CHILDREN at play can be harnessed to boost water supplies in poor South African townships, engineers were told at a meeting of the Appropriate Development Panel (ADP) at the ICE last week.
Engineers were shown a video of local children being encouraged to play on a roundabout - which is actually a water pump.
The rotational movement drives a pump fitted beneath the roundabout, which then draws water from a well into an overhead reservoir.
The video revealed that the stored water is then used to irrigate local gardens, tended by the villagers who would usually be spending much of their time pumping water.
Better still, the system does not cost the local community a penny, as it is paid for by revenue from advertising hoardings on the overhead reservoir.

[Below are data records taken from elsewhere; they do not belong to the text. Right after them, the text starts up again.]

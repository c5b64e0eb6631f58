use crate::access::automaton::Automaton;
use crate::access::tree::{Access, AccessEntry};

/// Who is asking. How identity and registration are established is up to the
/// caller of the engine.
#[derive(Debug, Clone, PartialEq, Eq)]
pub enum Caller {
    Anonymous,
    /// Known login without a registration.
    Public(String),
    Registered(String),
}

impl Caller {
    pub fn login(&self) -> Option<&str> {
        match self {
            Caller::Anonymous => None,
            Caller::Public(login) | Caller::Registered(login) => Some(login),
        }
    }

    pub fn is_registered(&self) -> bool {
        matches!(self, Caller::Registered(_))
    }

    pub fn is_author_of<E: AccessEntry + ?Sized>(&self, entry: &E) -> bool {
        self.login()
            .is_some_and(|login| entry.authors().iter().any(|author| author == login))
    }
}

/// Whether `entry` closes its whole subtree to `caller` regardless of claims
/// or rules: an explicit deny, or a draft the caller did not author.
pub fn blocks<E: AccessEntry + ?Sized>(entry: &E, caller: &Caller) -> bool {
    entry.access() == Access::Deny || (entry.is_draft() && !caller.is_author_of(entry))
}

/// Per-path access state, advanced one entry at a time while descending.
#[derive(Debug, Clone)]
pub enum AccessDecision {
    /// Claims are still viable; holds the automaton stepped so far.
    Open(Automaton),
    /// Terminal for the whole subtree.
    Denied,
}

impl AccessDecision {
    pub fn new(claims: Automaton) -> Self {
        AccessDecision::Open(claims)
    }

    /// Decision for the child `entry` given this (parent) decision.
    pub fn step<E: AccessEntry + ?Sized>(&self, entry: &E, caller: &Caller) -> Self {
        let AccessDecision::Open(automaton) = self else {
            return AccessDecision::Denied;
        };
        if entry.access() == Access::Deny {
            return AccessDecision::Denied;
        }
        let advanced = automaton.step(entry.link());
        if entry.is_draft() {
            return if caller.is_author_of(entry) {
                AccessDecision::Open(advanced)
            } else {
                AccessDecision::Denied
            };
        }
        match entry.access() {
            Access::Public => AccessDecision::Open(advanced),
            Access::LoggedIn if caller.is_registered() => AccessDecision::Open(advanced),
            _ if advanced.accepts() => AccessDecision::Open(advanced),
            _ => AccessDecision::Denied,
        }
    }

    pub fn is_open(&self) -> bool {
        matches!(self, AccessDecision::Open(_))
    }
}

The 'playpump' was one of several ideas shown during the presentation of the ADP's 'Hands-on' video series, published by the Intermediate Technology Development Group.
Another showed how women villagers in Bangladesh had been encouraged to use their saris to filter cholera out of river water.
Large scale innovations included fresh water supply to an isolated Greek island, achieved by towing huge 2M litre plastic bags instead of more expensive tankers.
Speaking at the presentation, ICE fellow and ADP chair Peter Cameron said that engineering was not always about large scale projects such as 'sexy dams'.
He added that communicating ideas and developing simple sustainable systems for underdeveloped countries were just as important to improve people's lives.